> [REQUIRED WORK]: Go over the records and count each line that has the string "always". Give the number and nothing else.

> [EXERCISE DATA]:
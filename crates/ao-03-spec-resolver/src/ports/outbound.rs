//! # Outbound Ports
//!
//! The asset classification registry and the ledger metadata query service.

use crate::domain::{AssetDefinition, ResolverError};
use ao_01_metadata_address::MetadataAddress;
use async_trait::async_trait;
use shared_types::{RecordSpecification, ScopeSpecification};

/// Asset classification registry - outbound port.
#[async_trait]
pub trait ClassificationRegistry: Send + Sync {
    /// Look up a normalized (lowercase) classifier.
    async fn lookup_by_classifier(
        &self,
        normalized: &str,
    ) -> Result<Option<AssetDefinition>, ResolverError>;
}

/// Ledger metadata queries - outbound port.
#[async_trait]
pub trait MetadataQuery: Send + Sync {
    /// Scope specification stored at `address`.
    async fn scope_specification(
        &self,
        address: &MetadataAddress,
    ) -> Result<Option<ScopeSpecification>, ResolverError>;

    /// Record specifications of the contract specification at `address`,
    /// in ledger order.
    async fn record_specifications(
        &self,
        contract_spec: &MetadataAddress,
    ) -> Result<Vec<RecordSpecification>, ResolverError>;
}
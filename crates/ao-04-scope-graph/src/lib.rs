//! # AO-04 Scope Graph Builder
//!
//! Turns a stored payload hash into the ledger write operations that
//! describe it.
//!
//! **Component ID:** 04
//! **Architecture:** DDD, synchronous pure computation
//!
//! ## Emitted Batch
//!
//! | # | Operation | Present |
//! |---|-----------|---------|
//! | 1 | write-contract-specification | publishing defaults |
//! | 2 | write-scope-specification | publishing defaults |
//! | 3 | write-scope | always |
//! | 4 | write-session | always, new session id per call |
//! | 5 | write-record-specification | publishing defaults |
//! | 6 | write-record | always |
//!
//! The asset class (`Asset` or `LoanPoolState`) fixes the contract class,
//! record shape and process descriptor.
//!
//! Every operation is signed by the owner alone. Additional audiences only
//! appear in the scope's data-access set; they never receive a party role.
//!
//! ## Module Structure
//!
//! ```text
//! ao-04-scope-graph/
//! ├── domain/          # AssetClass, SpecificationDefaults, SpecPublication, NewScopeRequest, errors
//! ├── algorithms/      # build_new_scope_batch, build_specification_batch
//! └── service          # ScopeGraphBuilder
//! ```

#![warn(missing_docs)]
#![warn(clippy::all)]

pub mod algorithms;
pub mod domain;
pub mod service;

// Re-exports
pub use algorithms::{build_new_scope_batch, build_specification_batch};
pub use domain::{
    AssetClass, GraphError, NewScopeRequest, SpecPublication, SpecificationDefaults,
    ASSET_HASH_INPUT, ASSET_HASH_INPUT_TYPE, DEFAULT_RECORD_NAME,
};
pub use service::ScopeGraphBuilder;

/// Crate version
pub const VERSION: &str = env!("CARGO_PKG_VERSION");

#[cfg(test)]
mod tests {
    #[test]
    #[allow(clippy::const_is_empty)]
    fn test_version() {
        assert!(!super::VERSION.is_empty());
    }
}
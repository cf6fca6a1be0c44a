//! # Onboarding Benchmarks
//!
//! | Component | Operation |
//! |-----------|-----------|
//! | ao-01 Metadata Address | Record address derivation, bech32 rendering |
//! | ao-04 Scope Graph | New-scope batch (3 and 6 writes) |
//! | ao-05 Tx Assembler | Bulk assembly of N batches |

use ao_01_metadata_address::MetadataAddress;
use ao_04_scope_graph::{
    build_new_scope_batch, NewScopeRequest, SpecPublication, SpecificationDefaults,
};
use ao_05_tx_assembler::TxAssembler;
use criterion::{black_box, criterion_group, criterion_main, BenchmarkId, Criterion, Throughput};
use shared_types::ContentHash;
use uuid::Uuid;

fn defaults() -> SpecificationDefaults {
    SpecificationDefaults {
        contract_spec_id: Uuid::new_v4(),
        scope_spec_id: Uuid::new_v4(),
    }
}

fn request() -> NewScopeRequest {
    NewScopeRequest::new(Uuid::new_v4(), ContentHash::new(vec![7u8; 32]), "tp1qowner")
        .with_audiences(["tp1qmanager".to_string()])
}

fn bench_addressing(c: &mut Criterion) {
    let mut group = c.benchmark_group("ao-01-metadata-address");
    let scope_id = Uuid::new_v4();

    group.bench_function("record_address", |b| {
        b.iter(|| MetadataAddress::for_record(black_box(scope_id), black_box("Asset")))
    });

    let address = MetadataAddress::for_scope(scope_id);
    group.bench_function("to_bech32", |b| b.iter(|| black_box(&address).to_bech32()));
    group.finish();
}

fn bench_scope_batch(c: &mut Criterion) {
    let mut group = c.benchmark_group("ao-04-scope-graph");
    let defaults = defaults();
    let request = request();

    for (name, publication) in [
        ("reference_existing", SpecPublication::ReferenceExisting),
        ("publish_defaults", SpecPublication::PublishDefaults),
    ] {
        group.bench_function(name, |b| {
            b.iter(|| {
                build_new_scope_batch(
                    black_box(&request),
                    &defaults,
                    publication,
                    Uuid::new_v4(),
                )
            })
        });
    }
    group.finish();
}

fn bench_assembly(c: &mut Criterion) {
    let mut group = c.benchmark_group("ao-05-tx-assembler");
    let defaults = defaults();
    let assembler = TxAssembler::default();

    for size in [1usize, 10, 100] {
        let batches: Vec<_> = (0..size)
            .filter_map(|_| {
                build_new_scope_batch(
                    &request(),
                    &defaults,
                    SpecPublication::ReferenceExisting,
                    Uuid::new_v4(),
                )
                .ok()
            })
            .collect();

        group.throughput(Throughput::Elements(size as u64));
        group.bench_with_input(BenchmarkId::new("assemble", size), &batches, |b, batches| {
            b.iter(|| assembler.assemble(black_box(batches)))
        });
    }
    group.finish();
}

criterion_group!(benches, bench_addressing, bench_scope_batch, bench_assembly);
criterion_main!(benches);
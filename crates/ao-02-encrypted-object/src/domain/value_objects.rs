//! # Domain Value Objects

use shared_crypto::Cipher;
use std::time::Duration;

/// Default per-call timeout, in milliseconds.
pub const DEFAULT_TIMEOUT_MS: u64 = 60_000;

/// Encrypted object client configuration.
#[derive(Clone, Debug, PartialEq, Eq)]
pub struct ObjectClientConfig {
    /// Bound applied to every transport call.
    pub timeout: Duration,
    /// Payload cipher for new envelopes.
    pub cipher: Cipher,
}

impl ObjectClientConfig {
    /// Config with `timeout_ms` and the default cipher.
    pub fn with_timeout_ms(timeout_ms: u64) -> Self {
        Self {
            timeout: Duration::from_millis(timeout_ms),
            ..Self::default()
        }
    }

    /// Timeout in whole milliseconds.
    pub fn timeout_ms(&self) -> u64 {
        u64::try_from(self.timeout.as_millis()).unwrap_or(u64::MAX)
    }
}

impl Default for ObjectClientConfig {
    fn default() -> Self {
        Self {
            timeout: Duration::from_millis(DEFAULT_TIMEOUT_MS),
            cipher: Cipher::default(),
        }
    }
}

> [RESPONSE TO THE EXERCISE]: 3